Device Models and Manufacturers
What variations present when we slice this data by device type? This chart represents the mean reconnect rates from devices (frequency > 1000) in this sample.
The Motorola Xoom leads here, which may be attributed in part to the fact that tablets are less likely to be carried through volatile network conditions throughout the day. On the opposite end, LG’s Optimus V, T, and M phones showed significantly greater reconnect rates, topped out by Samsung’s Nexus S and the T-Mobile G2. The middle of the pack is dominated by an alternating flurry of Samsung, HTC, and Motorola phones. This chart does not demonstrate a direct correlation between device manufacturers and reconnect rates, suggesting that the variations between individual models (radios, chipsets, software, etc.), the networks on which they are deployed, and user behavior (such as leaving a tablet on a coffee table) may be more significant than the device’s manufacturer.
This sample is not pure enough to support statistically sound statements regarding the reliability of a particular device, carrier, or connection within a country. The number of confounding factors prevents us from making such statements with confidence. This would require a cleaner dataset, and a more thorough analysis that cuts across each of these categories to account for the variations introduced.
However, it provides a fascinating picture into the life of a mobile device on data networks deployed throughout the world. We see that these devices must be capable of gracefully and transparently handling network failures throughout the day, retrying connections and backing off as appropriate. Network and geographic factors may correlate with the ability of a device to maintain a reliable IP connection to a remote server. We can also see that devices registered on mobile data networks tend to maintain more stable connections than those connecting over WiFi via traditional network providers. Finally, the data demonstrates that connection durability rates can vary widely across different Android device models as well.
More importantly, this slice of data provides insight into the behavior of devices connected to our messaging cluster. These results enable us to tune our software and systems on both the client and server to maximize connection durability and the reliability of our messaging services, while minimizing the impact on the device. Regardless of the factors contributing to poor connections, this type of analysis provides us with a better understanding of the best, average, and worst cases that devices are likely to experience, and feeds directly back into our development process. This rigorous analysis of our data is important, and constantly helps us to improve the reliability and performance of our systems.

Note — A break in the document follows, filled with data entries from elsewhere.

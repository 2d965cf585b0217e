//! Collective operations for a fixed group of elimination workers.
//!
//! `lu-collective` provides the two synchronization points a row-cyclic
//! parallel elimination needs: a reusable barrier and a synchronous row
//! broadcast. Both are exposed through the [`Collective`] trait so the
//! elimination loop is written once and runs on either backend.
//!
//! # Backends
//!
//! - [`local`]: workers share one barrier and deliver broadcast rows into
//!   per-worker inboxes. Intended for threads in a single address space.
//! - [`distributed`]: every rank is isolated and only exchanges messages
//!   through its mailbox. Barriers and broadcasts are built from tagged
//!   point-to-point messages, the way a message-passing runtime would.
//!
//! # Ordering
//!
//! Every worker must issue the same sequence of collective calls. Each
//! endpoint tags its calls with a sequence number, so a row sent for one
//! step can never be consumed by another.
//!
//! # Example
//!
//! ```no_run
//! use lu_collective::{Collective, distributed};
//!
//! #[tokio::main]
//! async fn main() -> Result<(), lu_collective::Error> {
//!     let mut handles = Vec::new();
//!     for mut comm in distributed::world(2) {
//!         handles.push(tokio::spawn(async move {
//!             let mut row = if comm.rank() == 0 { vec![1.0, 2.0] } else { vec![0.0; 2] };
//!             comm.barrier().await?;
//!             comm.broadcast_row(0, &mut row).await?;
//!             Ok::<_, lu_collective::Error>(row)
//!         }));
//!     }
//!     for handle in handles {
//!         assert_eq!(handle.await.unwrap()?, vec![1.0, 2.0]);
//!     }
//!     Ok(())
//! }
//! ```

pub mod distributed;
mod error;
mod inbox;
pub mod local;
mod mailbox;

use async_trait::async_trait;

pub use distributed::DistributedCollective;
pub use error::Error;
pub use local::LocalCollective;

/// Synchronization endpoint owned by one worker of a fixed-size group.
#[async_trait]
pub trait Collective: Send {
    /// Id of the worker holding this endpoint, in `[0, size)`.
    fn rank(&self) -> usize;

    /// Number of workers in the group.
    fn size(&self) -> usize;

    /// Blocks until every worker of the group has reached the same barrier.
    async fn barrier(&mut self) -> Result<(), Error>;

    /// Makes `row` equal to the root's `row` on every worker.
    ///
    /// The root's buffer is left untouched and the call returns once a copy
    /// has been handed to every peer. Peers return once their buffer has
    /// been overwritten with the delivered copy.
    async fn broadcast_row(&mut self, root: usize, row: &mut [f64]) -> Result<(), Error>;

    /// Collective calls this endpoint has completed successfully.
    fn stats(&self) -> Stats;
}

/// Completed collective calls of one endpoint.
#[derive(Debug, Clone, Copy, Default, PartialEq, Eq)]
pub struct Stats {
    pub barriers: usize,
    pub broadcasts: usize,
}

pub(crate) fn check_root(root: usize, size: usize) -> Result<(), Error> {
    if root >= size {
        return Err(Error::InvalidRoot { root, size });
    }
    Ok(())
}

pub(crate) fn install(row: &mut [f64], received: &[f64]) -> Result<(), Error> {
    if received.len() != row.len() {
        return Err(Error::LengthMismatch {
            expected: row.len(),
            got: received.len(),
        });
    }
    row.copy_from_slice(received);
    Ok(())
}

We initially performed this analysis back in January on a much smaller dataset. After re-running the same jobs across a dataset about 8x the size, we found surprisingly little variation. Previously, 63% of devices connected 10 or fewer times per day (compared to the current 55%). Consequently, reconnect rates increased about 10% across a few of the dimensions we analyzed (country, network, and by device type). While a few elements changed in the new analysis, it was refreshing to see that a revisit of this data six months later validated our first analysis, paving the way for more confident, data-driven changes to our messaging systems.